Assigned task: Look through the material for lines with the word "CoreError", and copy each one.

Data excerpts below:

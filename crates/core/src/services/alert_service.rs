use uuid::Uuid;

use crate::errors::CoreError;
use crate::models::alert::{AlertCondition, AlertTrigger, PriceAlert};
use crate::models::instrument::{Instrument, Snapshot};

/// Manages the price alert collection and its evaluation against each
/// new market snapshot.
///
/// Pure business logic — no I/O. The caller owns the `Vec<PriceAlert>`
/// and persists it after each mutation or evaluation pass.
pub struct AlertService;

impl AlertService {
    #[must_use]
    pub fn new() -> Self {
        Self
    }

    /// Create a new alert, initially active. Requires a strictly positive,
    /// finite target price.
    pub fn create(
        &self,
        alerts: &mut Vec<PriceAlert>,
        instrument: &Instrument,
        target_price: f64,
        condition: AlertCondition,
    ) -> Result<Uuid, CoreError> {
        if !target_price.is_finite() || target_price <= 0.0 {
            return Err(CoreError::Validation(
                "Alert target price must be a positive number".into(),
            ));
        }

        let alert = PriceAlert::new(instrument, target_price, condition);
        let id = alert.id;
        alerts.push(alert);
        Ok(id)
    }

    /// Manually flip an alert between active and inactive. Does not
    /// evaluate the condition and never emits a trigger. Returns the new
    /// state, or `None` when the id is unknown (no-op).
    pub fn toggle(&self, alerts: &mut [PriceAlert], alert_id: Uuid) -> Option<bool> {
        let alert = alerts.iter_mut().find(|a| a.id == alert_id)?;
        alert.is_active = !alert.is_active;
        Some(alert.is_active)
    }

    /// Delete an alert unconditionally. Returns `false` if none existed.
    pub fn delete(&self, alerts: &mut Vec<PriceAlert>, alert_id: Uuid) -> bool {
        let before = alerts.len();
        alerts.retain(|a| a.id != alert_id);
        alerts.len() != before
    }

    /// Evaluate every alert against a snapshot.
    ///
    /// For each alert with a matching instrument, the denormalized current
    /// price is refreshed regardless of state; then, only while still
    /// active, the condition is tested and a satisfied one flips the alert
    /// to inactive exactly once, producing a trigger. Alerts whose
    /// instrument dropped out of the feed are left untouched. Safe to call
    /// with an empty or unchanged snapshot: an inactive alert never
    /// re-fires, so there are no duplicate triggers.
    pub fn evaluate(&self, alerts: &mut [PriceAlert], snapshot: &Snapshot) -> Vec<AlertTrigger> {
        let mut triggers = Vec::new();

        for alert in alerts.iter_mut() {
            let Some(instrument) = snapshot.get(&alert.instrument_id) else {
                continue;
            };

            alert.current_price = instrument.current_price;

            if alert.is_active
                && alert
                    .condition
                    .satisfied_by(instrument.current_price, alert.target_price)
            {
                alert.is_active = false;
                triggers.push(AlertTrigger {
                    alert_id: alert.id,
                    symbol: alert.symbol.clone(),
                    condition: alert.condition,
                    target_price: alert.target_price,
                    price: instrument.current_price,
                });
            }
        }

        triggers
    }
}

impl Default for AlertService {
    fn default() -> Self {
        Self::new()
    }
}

End of Data excerpts.

Exercise answer:
use crate::errors::CoreError;
    ) -> Result<Uuid, CoreError> {
            return Err(CoreError::Validation(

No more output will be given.